WHAT THIS TASK INVOLVES: Report the count of lines containing the word "nproperty" in the entries below, and nothing more.

RECORDED DATA:
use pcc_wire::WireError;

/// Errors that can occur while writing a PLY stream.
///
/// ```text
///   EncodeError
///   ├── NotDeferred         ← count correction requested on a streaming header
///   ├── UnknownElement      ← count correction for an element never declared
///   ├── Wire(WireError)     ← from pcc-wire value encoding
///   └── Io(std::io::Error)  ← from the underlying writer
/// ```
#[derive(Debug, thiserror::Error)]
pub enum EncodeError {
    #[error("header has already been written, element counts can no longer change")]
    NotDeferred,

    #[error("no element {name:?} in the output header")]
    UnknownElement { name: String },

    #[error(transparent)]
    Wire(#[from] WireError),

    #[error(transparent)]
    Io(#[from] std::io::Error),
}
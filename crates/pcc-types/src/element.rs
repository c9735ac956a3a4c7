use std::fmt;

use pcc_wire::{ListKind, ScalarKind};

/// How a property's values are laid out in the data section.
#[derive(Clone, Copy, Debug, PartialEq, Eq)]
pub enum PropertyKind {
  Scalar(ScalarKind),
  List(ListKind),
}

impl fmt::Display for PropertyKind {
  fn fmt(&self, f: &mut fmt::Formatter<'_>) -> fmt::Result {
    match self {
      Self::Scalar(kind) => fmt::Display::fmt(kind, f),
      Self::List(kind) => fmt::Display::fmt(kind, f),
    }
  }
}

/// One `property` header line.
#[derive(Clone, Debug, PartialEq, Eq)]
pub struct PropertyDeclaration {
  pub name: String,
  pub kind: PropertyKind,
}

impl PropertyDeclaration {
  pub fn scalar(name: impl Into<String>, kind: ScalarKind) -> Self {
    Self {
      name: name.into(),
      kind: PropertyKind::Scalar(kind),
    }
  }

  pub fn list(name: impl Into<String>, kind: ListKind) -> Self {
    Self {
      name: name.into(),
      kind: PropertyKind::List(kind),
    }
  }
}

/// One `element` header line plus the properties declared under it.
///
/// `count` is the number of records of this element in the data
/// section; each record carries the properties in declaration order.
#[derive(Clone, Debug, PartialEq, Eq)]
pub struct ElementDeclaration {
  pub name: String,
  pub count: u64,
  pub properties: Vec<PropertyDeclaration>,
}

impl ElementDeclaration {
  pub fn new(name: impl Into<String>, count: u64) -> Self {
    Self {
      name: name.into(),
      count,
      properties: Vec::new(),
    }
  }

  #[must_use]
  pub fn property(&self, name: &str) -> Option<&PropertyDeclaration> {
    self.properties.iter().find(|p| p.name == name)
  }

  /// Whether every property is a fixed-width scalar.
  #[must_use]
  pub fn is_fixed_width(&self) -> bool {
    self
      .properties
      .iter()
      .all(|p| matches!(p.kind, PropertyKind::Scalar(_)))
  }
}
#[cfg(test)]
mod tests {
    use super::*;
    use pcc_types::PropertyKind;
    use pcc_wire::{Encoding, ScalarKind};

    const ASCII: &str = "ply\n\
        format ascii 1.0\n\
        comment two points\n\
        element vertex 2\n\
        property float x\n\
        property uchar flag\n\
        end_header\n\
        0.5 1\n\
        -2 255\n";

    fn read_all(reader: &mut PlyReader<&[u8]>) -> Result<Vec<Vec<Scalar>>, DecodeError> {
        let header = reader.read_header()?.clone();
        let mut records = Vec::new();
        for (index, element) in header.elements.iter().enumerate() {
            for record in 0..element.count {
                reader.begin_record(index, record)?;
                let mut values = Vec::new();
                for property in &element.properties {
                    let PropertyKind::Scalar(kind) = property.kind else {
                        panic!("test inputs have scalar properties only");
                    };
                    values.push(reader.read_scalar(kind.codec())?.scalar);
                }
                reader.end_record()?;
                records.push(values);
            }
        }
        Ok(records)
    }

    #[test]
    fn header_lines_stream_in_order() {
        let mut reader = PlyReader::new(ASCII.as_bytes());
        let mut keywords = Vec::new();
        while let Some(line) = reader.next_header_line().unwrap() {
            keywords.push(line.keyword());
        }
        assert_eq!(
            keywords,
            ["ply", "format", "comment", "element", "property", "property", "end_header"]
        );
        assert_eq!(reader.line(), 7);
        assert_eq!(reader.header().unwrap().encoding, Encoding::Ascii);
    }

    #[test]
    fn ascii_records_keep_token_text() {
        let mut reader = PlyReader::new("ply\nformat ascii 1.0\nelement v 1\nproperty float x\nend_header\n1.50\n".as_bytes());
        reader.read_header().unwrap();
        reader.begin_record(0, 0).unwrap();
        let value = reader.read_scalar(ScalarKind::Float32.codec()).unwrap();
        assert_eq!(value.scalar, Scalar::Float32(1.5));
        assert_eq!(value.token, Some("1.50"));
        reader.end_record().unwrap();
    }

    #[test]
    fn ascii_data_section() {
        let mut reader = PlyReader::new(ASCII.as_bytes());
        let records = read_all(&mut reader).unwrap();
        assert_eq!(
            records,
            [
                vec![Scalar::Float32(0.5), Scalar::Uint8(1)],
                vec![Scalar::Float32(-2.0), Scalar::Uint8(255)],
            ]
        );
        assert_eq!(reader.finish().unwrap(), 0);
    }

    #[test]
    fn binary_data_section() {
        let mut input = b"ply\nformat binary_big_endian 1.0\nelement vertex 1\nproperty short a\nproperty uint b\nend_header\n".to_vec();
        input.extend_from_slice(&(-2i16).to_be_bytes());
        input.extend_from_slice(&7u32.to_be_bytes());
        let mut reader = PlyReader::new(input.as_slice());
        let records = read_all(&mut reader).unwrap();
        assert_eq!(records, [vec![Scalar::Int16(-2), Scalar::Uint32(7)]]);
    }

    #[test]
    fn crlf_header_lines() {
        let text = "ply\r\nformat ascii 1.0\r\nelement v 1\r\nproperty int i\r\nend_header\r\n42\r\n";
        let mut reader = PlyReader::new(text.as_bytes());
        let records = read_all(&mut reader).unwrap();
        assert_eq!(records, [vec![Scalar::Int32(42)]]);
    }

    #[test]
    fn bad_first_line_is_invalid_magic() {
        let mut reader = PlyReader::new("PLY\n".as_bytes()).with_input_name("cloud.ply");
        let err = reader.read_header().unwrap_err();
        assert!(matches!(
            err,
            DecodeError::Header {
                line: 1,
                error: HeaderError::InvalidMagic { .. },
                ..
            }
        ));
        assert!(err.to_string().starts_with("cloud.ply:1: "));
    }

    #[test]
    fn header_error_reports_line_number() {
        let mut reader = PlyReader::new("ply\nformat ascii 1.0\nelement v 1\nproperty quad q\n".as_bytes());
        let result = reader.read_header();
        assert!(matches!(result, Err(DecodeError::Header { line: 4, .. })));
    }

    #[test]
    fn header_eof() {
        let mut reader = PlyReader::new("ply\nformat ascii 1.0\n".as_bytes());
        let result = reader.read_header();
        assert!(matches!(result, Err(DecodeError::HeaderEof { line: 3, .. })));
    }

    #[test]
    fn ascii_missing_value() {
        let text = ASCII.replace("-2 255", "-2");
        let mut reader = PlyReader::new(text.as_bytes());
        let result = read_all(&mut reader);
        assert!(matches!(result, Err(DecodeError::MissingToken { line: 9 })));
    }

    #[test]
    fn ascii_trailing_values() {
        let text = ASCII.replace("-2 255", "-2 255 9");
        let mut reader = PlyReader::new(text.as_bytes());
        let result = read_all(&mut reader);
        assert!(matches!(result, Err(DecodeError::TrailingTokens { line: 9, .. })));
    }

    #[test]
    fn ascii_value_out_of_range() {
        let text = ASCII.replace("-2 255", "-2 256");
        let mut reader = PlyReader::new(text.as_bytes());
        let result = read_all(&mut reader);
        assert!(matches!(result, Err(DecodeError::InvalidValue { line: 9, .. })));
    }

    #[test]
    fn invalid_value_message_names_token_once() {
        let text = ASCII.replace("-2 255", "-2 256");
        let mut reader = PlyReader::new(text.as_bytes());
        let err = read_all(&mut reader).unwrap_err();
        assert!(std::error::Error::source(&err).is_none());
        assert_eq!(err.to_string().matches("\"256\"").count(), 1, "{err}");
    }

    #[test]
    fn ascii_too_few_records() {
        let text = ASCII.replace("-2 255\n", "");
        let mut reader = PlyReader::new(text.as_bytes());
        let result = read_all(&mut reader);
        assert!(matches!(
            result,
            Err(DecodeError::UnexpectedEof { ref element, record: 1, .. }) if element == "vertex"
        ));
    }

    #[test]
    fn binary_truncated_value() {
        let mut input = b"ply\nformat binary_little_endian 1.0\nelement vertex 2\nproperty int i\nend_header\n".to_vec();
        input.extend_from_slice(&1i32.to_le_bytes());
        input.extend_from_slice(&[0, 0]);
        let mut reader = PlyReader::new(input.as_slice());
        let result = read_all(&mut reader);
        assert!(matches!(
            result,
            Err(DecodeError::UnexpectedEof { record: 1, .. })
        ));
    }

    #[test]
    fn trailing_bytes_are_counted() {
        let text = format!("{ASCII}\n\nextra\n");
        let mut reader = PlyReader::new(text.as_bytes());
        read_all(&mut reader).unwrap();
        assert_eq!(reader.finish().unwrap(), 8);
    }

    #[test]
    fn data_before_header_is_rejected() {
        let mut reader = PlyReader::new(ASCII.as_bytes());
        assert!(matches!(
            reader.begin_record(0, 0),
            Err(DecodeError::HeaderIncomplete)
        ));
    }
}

RESULT: 5